Stored data:
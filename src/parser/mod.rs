pub mod ast;

use crate::diagnostics::Error;
use crate::lexer::token::Token;
use crate::span::{Span, Spanned};
use ast::*;

/// Rewrite an import path as written to the candidate file the resolver
/// probes first. Bare names live in the bundled standard library tree.
pub fn rewrite_import_path(raw: &str) -> String {
    if !raw.contains('/') {
        let base = raw.strip_suffix(".bn").unwrap_or(raw);
        format!("src/lib/std/{base}.bn")
    } else if raw.ends_with(".bn") {
        raw.to_string()
    } else {
        format!("{raw}.bn")
    }
}

pub struct Parser<'a> {
    tokens: &'a [Spanned<Token>],
    source: &'a str,
    pos: usize,
    restrict_struct_lit: bool,
}
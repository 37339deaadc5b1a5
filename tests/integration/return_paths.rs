mod common;
use common::{check_err, check_ok, run_int};

#[test]
fn direct_return_covers() {
    check_ok("fun f(): int { return 1 }");
}

#[test]
fn both_if_branches_cover() {
    check_ok("fun f(b: bool): int { if b { return 1 } else { return 2 } }");
}

#[test]
fn if_without_else_does_not_cover() {
    let msg = check_err("fun f(b: bool): int { if b { return 1 } }");
    assert!(msg.contains("missing return"), "got: {msg}");
}

#[test]
fn return_after_partial_if_covers() {
    check_ok("fun f(b: bool): int { if b { return 1 } return 2 }");
}

#[test]
fn nested_blocks_cover() {
    check_ok("fun f(): int { { { return 3 } } }");
}

#[test]
fn loops_do_not_count_as_coverage() {
    let msg = check_err("fun f(): int { while true { return 1 } }");
    assert!(msg.contains("missing return"), "got: {msg}");
    let msg = check_err("fun f(): int { for (;;) { return 1 } }");
    assert!(msg.contains("missing return"), "got: {msg}");
}

#[test]
fn void_functions_need_no_return() {
    check_ok("fun f() { print(1) }");
    check_ok("fun f() { return }");
}

#[test]
fn every_return_site_is_type_checked() {
    let msg = check_err("fun f(b: bool): int { if b { return \"one\" } return 2 }");
    assert!(msg.contains("expected int, got string"), "got: {msg}");
}

#[test]
fn returned_value_wins_over_later_statements() {
    let src = "fun f(): int { return 1; }\nfun main(): int { return f() }";
    assert_eq!(run_int(src), 1);
}

#[test]
fn early_return_skips_the_rest_of_the_block() {
    let src = "fun f(): int {\n\
                   var x = 1\n\
                   if x == 1 { return 10 }\n\
                   x = 99\n\
                   return x\n\
               }\n\
               fun main(): int { return f() }";
    assert_eq!(run_int(src), 10);
}

#[test]
fn returns_propagate_through_nested_control_flow() {
    let src = "fun scan(): int {\n\
                   for (var i = 0; i < 5; i = i + 1) {\n\
                       var j = 0\n\
                       while j < 5 {\n\
                           if i * j == 6 { return i * 10 + j }\n\
                           j = j + 1\n\
                       }\n\
                   }\n\
                   return -1\n\
               }\n\
               fun main(): int { return scan() }";
    assert_eq!(run_int(src), 23);
}

#[test]
fn callee_returns_never_escape_into_the_caller() {
    let src = "fun inner(): int { return 5 }\n\
               fun outer(): int { inner(); return 7 }\n\
               fun main(): int { return outer() }";
    assert_eq!(run_int(src), 7);
}
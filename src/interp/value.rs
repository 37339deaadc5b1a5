use std::cell::RefCell;
use std::collections::HashMap;
use std::fmt;
use std::rc::Rc;

use crate::builtins::BuiltinDef;
use crate::parser::ast::Function;

/// A runtime value. Arrays and struct instances are shared references:
/// mutation through one holder is visible to every other holder.
#[derive(Debug, Clone)]
pub enum Value {
    Int(i64),
    Float(f64),
    Str(String),
    Bool(bool),
    Null,
    Array(Rc<RefCell<Vec<Value>>>),
    Struct(Rc<StructInstance>),
    Class(Rc<ClassDef>),
    Function(Rc<Function>),
    Builtin(&'static BuiltinDef),
}

#[derive(Debug)]
pub struct StructInstance {
    pub type_name: String,
    pub fields: RefCell<HashMap<String, Value>>,
}

#[derive(Debug)]
pub struct ClassDef {
    pub name: String,
    pub methods: HashMap<String, Rc<Function>>,
    pub statics: HashMap<String, Rc<Function>>,
    pub fields: Vec<(String, String)>,
}

impl Value {
    pub fn array(values: Vec<Value>) -> Self {
        Value::Array(Rc::new(RefCell::new(values)))
    }

    pub fn type_name(&self) -> String {
        match self {
            Value::Int(_) => "int".to_string(),
            Value::Float(_) => "float".to_string(),
            Value::Str(_) => "string".to_string(),
            Value::Bool(_) => "bool".to_string(),
            Value::Null => "null".to_string(),
            Value::Array(_) => "array".to_string(),
            Value::Struct(s) => s.type_name.clone(),
            Value::Class(c) => format!("class {}", c.name),
            Value::Function(_) => "function".to_string(),
            Value::Builtin(_) => "builtin".to_string(),
        }
    }

    /// Numeric view used by arithmetic and cross-kind comparison.
    pub fn as_f64(&self) -> Option<f64> {
        match self {
            Value::Int(n) => Some(*n as f64),
            Value::Float(n) => Some(*n),
            _ => None,
        }
    }
}

impl fmt::Display for Value {
    fn fmt(&self, f: &mut fmt::Formatter<'_>) -> fmt::Result {
        match self {
            Value::Int(n) => write!(f, "{n}"),
            Value::Float(n) => {
                // whole floats print without a decimal tail
                if n.fract() == 0.0 && n.is_finite() {
                    write!(f, "{}", *n as i64)
                } else {
                    write!(f, "{n}")
                }
            }
            Value::Str(s) => write!(f, "{s}"),
            Value::Bool(b) => write!(f, "{b}"),
            Value::Null => write!(f, "null"),
            Value::Array(items) => {
                write!(f, "[")?;
                for (i, item) in items.borrow().iter().enumerate() {
                    if i > 0 {
                        write!(f, ", ")?;
                    }
                    write!(f, "{item}")?;
                }
                write!(f, "]")
            }
            Value::Struct(s) => {
                write!(f, "{} {{", s.type_name)?;
                let fields = s.fields.borrow();
                let mut entries: Vec<_> = fields.iter().collect();
                entries.sort_by_key(|(k, _)| *k);
                for (i, (key, value)) in entries.iter().enumerate() {
                    if i > 0 {
                        write!(f, ",")?;
                    }
                    write!(f, " {key}: {value}")?;
                }
                write!(f, " }}")
            }
            Value::Class(c) => write!(f, "<class {}>", c.name),
            Value::Function(func) => write!(f, "<fun {}>", func.name.node),
            Value::Builtin(b) => write!(f, "<builtin {}>", b.name),
        }
    }
}
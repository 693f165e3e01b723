//! Account service: registration and email/password login

use std::sync::Arc;

use sg_shared::utils::validation::{is_strong_password, is_valid_email, not_blank};
use tracing::{debug, info};

use crate::domain::entities::token::TokenPair;
use crate::domain::entities::user::{NewUser, User};
use crate::errors::{AuthError, DomainResult, ValidationError};
use crate::repositories::{RevocationRepository, UserRepository};
use crate::services::token::TokenService;

use super::password::PasswordHasher;

/// Registration input as received from the client
#[derive(Debug, Clone)]
pub struct RegisterUser {
    pub first_name: String,
    pub last_name: String,
    pub email: String,
    pub password: String,
    pub confirm_password: String,
}

/// Service creating accounts and exchanging credentials for a token pair
pub struct AccountService<R: RevocationRepository, U: UserRepository> {
    users: Arc<U>,
    tokens: Arc<TokenService<R, U>>,
    hasher: PasswordHasher,
}

impl<R: RevocationRepository, U: UserRepository> AccountService<R, U> {
    pub fn new(users: Arc<U>, tokens: Arc<TokenService<R, U>>, hasher: PasswordHasher) -> Self {
        Self {
            users,
            tokens,
            hasher,
        }
    }

    /// Creates an account.
    ///
    /// # Errors
    ///
    /// * `ValidationError` - blank name, blank or malformed email
    /// * `AuthError::WeakPassword` / `AuthError::PasswordMismatch`
    /// * `AuthError::EmailAlreadyExists`
    pub async fn register(&self, input: RegisterUser) -> DomainResult<User> {
        let first_name = required("first_name", &input.first_name)?;
        let last_name = required("last_name", &input.last_name)?;
        let email = normalize_email(&required("email", &input.email)?);

        if !is_valid_email(&email) {
            return Err(ValidationError::InvalidEmail.into());
        }
        if !is_strong_password(&input.password) {
            return Err(AuthError::WeakPassword.into());
        }
        if input.password != input.confirm_password {
            return Err(AuthError::PasswordMismatch.into());
        }

        if self.users.find_by_email(&email).await?.is_some() {
            debug!("Registration rejected: email already exists");
            return Err(AuthError::EmailAlreadyExists.into());
        }

        let password_hash = self.hasher.hash(&input.password).await?;
        let user = self
            .users
            .create(NewUser {
                first_name,
                last_name,
                email,
                password_hash,
            })
            .await?;

        info!(user_id = user.id, "Registered user");
        Ok(user)
    }

    /// Verifies credentials and issues a token pair.
    ///
    /// An unknown email and a wrong password fail identically with
    /// `AuthError::InvalidCredentials`.
    pub async fn login(&self, email: &str, password: &str) -> DomainResult<(User, TokenPair)> {
        let email = normalize_email(email);

        let Some(user) = self.users.find_by_email(&email).await? else {
            debug!("Login rejected: unknown email");
            return Err(AuthError::InvalidCredentials.into());
        };

        if !self.hasher.verify(password, &user.password_hash).await {
            debug!(user_id = user.id, "Login rejected: wrong password");
            return Err(AuthError::InvalidCredentials.into());
        }

        let pair = self.tokens.issue_token_pair(&user)?;
        info!(user_id = user.id, "User logged in");
        Ok((user, pair))
    }
}

fn required(field: &str, value: &str) -> DomainResult<String> {
    if !not_blank(value) {
        return Err(ValidationError::RequiredField {
            field: field.to_string(),
        }
        .into());
    }
    Ok(value.trim().to_string())
}

fn normalize_email(email: &str) -> String {
    email.trim().to_lowercase()
}
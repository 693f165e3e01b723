//! MySQL implementation of the RevocationRepository trait.
//!
//! Rows are keyed by the SHA-256 hex digest of the token so the table never
//! holds a live bearer credential.

use async_trait::async_trait;
use chrono::{DateTime, Utc};
use sha2::{Digest, Sha256};
use sqlx::{MySqlPool, Row};

use sg_core::domain::entities::revocation::RevocationEntry;
use sg_core::errors::{DomainError, TokenError};
use sg_core::repositories::RevocationRepository;

/// MySQL implementation of RevocationRepository
pub struct MySqlRevocationRepository {
    /// Database connection pool
    pool: MySqlPool,
}

impl MySqlRevocationRepository {
    pub fn new(pool: MySqlPool) -> Self {
        Self { pool }
    }

    /// Hash a token value using SHA-256
    ///
    /// # Returns
    /// Lowercase hexadecimal digest, 64 characters
    pub fn hash_token(token: &str) -> String {
        let mut hasher = Sha256::new();
        hasher.update(token.as_bytes());
        format!("{:x}", hasher.finalize())
    }
}

fn store_error(action: &str, e: sqlx::Error) -> DomainError {
    tracing::error!("Revocation store failed to {}: {}", action, e);
    TokenError::StoreUnavailable {
        message: format!("Failed to {}: {}", action, e),
    }
    .into()
}

#[async_trait]
impl RevocationRepository for MySqlRevocationRepository {
    async fn upsert(&self, entry: RevocationEntry) -> Result<(), DomainError> {
        let query = r#"
            INSERT INTO revoked_tokens (token_hash, expires_at, created_at)
            VALUES (?, ?, ?)
            ON DUPLICATE KEY UPDATE expires_at = VALUES(expires_at)
        "#;

        sqlx::query(query)
            .bind(Self::hash_token(&entry.token))
            .bind(entry.expires_at)
            .bind(Utc::now())
            .execute(&self.pool)
            .await
            .map_err(|e| store_error("revoke token", e))?;

        Ok(())
    }

    async fn find(&self, token: &str) -> Result<Option<RevocationEntry>, DomainError> {
        let query = r#"
            SELECT expires_at
            FROM revoked_tokens
            WHERE token_hash = ?
            LIMIT 1
        "#;

        let row = sqlx::query(query)
            .bind(Self::hash_token(token))
            .fetch_optional(&self.pool)
            .await
            .map_err(|e| store_error("look up revoked token", e))?;

        match row {
            Some(row) => {
                let expires_at: DateTime<Utc> = row
                    .try_get("expires_at")
                    .map_err(|e| store_error("read expires_at", e))?;
                Ok(Some(RevocationEntry::new(token, expires_at)))
            }
            None => Ok(None),
        }
    }

    async fn delete_expired(&self, now: DateTime<Utc>) -> Result<usize, DomainError> {
        let result = sqlx::query("DELETE FROM revoked_tokens WHERE expires_at <= ?")
            .bind(now)
            .execute(&self.pool)
            .await
            .map_err(|e| store_error("delete expired revocations", e))?;

        Ok(result.rows_affected() as usize)
    }
}

#[cfg(test)]
mod tests {
    use super::*;

    #[test]
    fn test_hash_token_is_hex_sha256() {
        let hash = MySqlRevocationRepository::hash_token("abc");

        assert_eq!(
            hash,
            "ba7816bf8f01cfea414140de5dae2223b00361a396177a9cb410ff61f20015ad"
        );
        assert_eq!(hash.len(), 64);
        assert_ne!(hash, MySqlRevocationRepository::hash_token("abd"));
    }
}
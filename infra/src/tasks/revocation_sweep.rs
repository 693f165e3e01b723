//! Periodic sweep of the revocation list
//!
//! Deletes entries whose revocation window has closed so the table only
//! grows with active logouts. Failures are logged and the task keeps going.

use std::sync::Arc;
use std::time::Duration;

use sg_core::repositories::RevocationRepository;
use sg_core::services::RevocationService;
use sg_shared::config::RevocationConfig;
use tokio::task::JoinHandle;
use tracing::{error, info, warn};

/// Configuration for the revocation sweeper
#[derive(Debug, Clone)]
pub struct RevocationSweepConfig {
    /// How often to run the sweep (in seconds)
    pub interval_seconds: u64,
    /// Whether to enable automatic sweeping
    pub enabled: bool,
}

impl Default for RevocationSweepConfig {
    fn default() -> Self {
        Self::from(&RevocationConfig::default())
    }
}

impl From<&RevocationConfig> for RevocationSweepConfig {
    fn from(config: &RevocationConfig) -> Self {
        Self {
            interval_seconds: config.sweep_interval_seconds.max(1),
            enabled: config.sweep_enabled,
        }
    }
}

/// Outcome of one sweep cycle
#[derive(Debug, Default, Clone, PartialEq, Eq)]
pub struct SweepResult {
    /// Number of closed revocation entries deleted
    pub entries_deleted: usize,
    /// Error encountered during the sweep, if any
    pub error: Option<String>,
}

impl SweepResult {
    pub fn is_success(&self) -> bool {
        self.error.is_none()
    }
}

/// Runs `RevocationService::sweep` on a fixed interval
pub struct RevocationSweeper<R: RevocationRepository + 'static> {
    revocations: Arc<RevocationService<R>>,
    config: RevocationSweepConfig,
}

impl<R: RevocationRepository + 'static> RevocationSweeper<R> {
    pub fn new(revocations: Arc<RevocationService<R>>, config: RevocationSweepConfig) -> Self {
        Self {
            revocations,
            config,
        }
    }

    /// Run a single sweep cycle
    pub async fn run_once(&self) -> SweepResult {
        match self.revocations.sweep().await {
            Ok(count) => {
                info!("Revocation sweep deleted {} expired entries", count);
                SweepResult {
                    entries_deleted: count,
                    error: None,
                }
            }
            Err(e) => {
                error!("Revocation sweep failed: {}", e);
                SweepResult {
                    entries_deleted: 0,
                    error: Some(e.to_string()),
                }
            }
        }
    }

    /// Start the sweeper as a background task
    ///
    /// Returns `None` when sweeping is disabled.
    pub fn start_background_task(self: Arc<Self>) -> Option<JoinHandle<()>> {
        if !self.config.enabled {
            warn!("Revocation sweep is disabled");
            return None;
        }

        let interval = Duration::from_secs(self.config.interval_seconds);

        Some(tokio::spawn(async move {
            info!(
                "Revocation sweeper started - will run every {} seconds",
                self.config.interval_seconds
            );

            let mut interval_timer = tokio::time::interval(interval);

            loop {
                interval_timer.tick().await;
                self.run_once().await;
            }
        }))
    }
}

#[cfg(test)]
mod tests {
    use super::*;
    use chrono::Duration as ChronoDuration;
    use sg_core::domain::clock::{Clock, ManualClock};
    use sg_core::repositories::InMemoryRevocationRepository;

    type Fixture = (
        Arc<RevocationSweeper<InMemoryRevocationRepository>>,
        Arc<RevocationService<InMemoryRevocationRepository>>,
        Arc<InMemoryRevocationRepository>,
        ManualClock,
    );

    fn sweeper(config: RevocationSweepConfig) -> Fixture {
        let repo = Arc::new(InMemoryRevocationRepository::new());
        let clock = ManualClock::default();
        let revocations = Arc::new(RevocationService::new(repo.clone(), Arc::new(clock.clone())));
        let sweeper = Arc::new(RevocationSweeper::new(revocations.clone(), config));
        (sweeper, revocations, repo, clock)
    }

    #[tokio::test]
    async fn test_run_once_reports_deleted_entries() {
        let (sweeper, revocations, repo, clock) = sweeper(RevocationSweepConfig::default());
        revocations
            .revoke("a", clock.now() + ChronoDuration::minutes(5))
            .await
            .unwrap();
        revocations
            .revoke("b", clock.now() + ChronoDuration::minutes(60))
            .await
            .unwrap();

        clock.advance(ChronoDuration::minutes(10));
        let result = sweeper.run_once().await;

        assert!(result.is_success());
        assert_eq!(result.entries_deleted, 1);
        assert_eq!(repo.len().await, 1);
    }

    #[tokio::test]
    async fn test_disabled_sweeper_does_not_start() {
        let config = RevocationSweepConfig {
            interval_seconds: 1,
            enabled: false,
        };
        let (sweeper, _, _, _) = sweeper(config);

        assert!(sweeper.start_background_task().is_none());
    }

    #[tokio::test(start_paused = true)]
    async fn test_background_task_sweeps_on_interval() {
        let config = RevocationSweepConfig {
            interval_seconds: 60,
            enabled: true,
        };
        let (sweeper, revocations, repo, clock) = sweeper(config);
        revocations
            .revoke("a", clock.now() + ChronoDuration::minutes(5))
            .await
            .unwrap();
        clock.advance(ChronoDuration::minutes(10));

        let handle = sweeper.start_background_task().unwrap();
        tokio::time::sleep(Duration::from_secs(61)).await;

        assert!(repo.is_empty().await);
        handle.abort();
    }

    #[test]
    fn test_config_from_revocation_config() {
        let config = RevocationConfig {
            sweep_enabled: false,
            sweep_interval_seconds: 0,
            ..RevocationConfig::default()
        };

        let sweep = RevocationSweepConfig::from(&config);

        assert!(!sweep.enabled);
        assert_eq!(sweep.interval_seconds, 1);
        assert_eq!(RevocationSweepConfig::default().interval_seconds, 600);
    }
}
//! Revocation repository trait: durable storage for the token denylist.
//!
//! Storage only. The eviction policy (evict-on-write, `expires_at <= now`
//! is dead) lives in `RevocationService` so every backend behaves the same.

use async_trait::async_trait;
use chrono::{DateTime, Utc};

use crate::domain::entities::revocation::RevocationEntry;
use crate::errors::DomainError;

/// Repository trait for revocation entries keyed by token string
///
/// Storage failures must surface as `TokenError::StoreUnavailable`; they are
/// never reported as "not revoked".
#[async_trait]
pub trait RevocationRepository: Send + Sync {
    /// Insert an entry, replacing the expiry of an existing one for the
    /// same token (last write wins)
    async fn upsert(&self, entry: RevocationEntry) -> Result<(), DomainError>;

    /// Look up the entry for `token`, expired or not
    async fn find(&self, token: &str) -> Result<Option<RevocationEntry>, DomainError>;

    /// Delete every entry with `expires_at <= now`
    ///
    /// # Returns
    /// Number of entries removed
    async fn delete_expired(&self, now: DateTime<Utc>) -> Result<usize, DomainError>;
}
//! # SessionGuard Core
//!
//! Core business logic and domain layer for SessionGuard.
//! This crate contains the token lifecycle (issuance, validation, refresh,
//! revocation), the logout protocol, the account glue that produces the
//! identities tokens are issued for, repository interfaces and error types.

pub mod domain;
pub mod errors;
pub mod repositories;
pub mod services;

// Re-export commonly used types for convenience
pub use domain::{
    AccessClaims, AccessToken, Claims, Clock, ManualClock, NewUser, RefreshClaims,
    RevocationEntry, SystemClock, TokenPair, TokenType, User,
};
pub use errors::*;
pub use repositories::{
    InMemoryRevocationRepository, InMemoryUserRepository, RevocationRepository, UserRepository,
};
pub use services::{
    AccountService, LogoutOutcome, LogoutPolicy, LogoutService, LogoutState, PasswordHasher,
    RegisterUser, RevocationService, TokenService, TokenServiceConfig,
};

**Exercise brief:** Report all lines of the data above that include the string "implementation".

**Task response:**
//! MySQL implementation of the RevocationRepository trait.
/// MySQL implementation of RevocationRepository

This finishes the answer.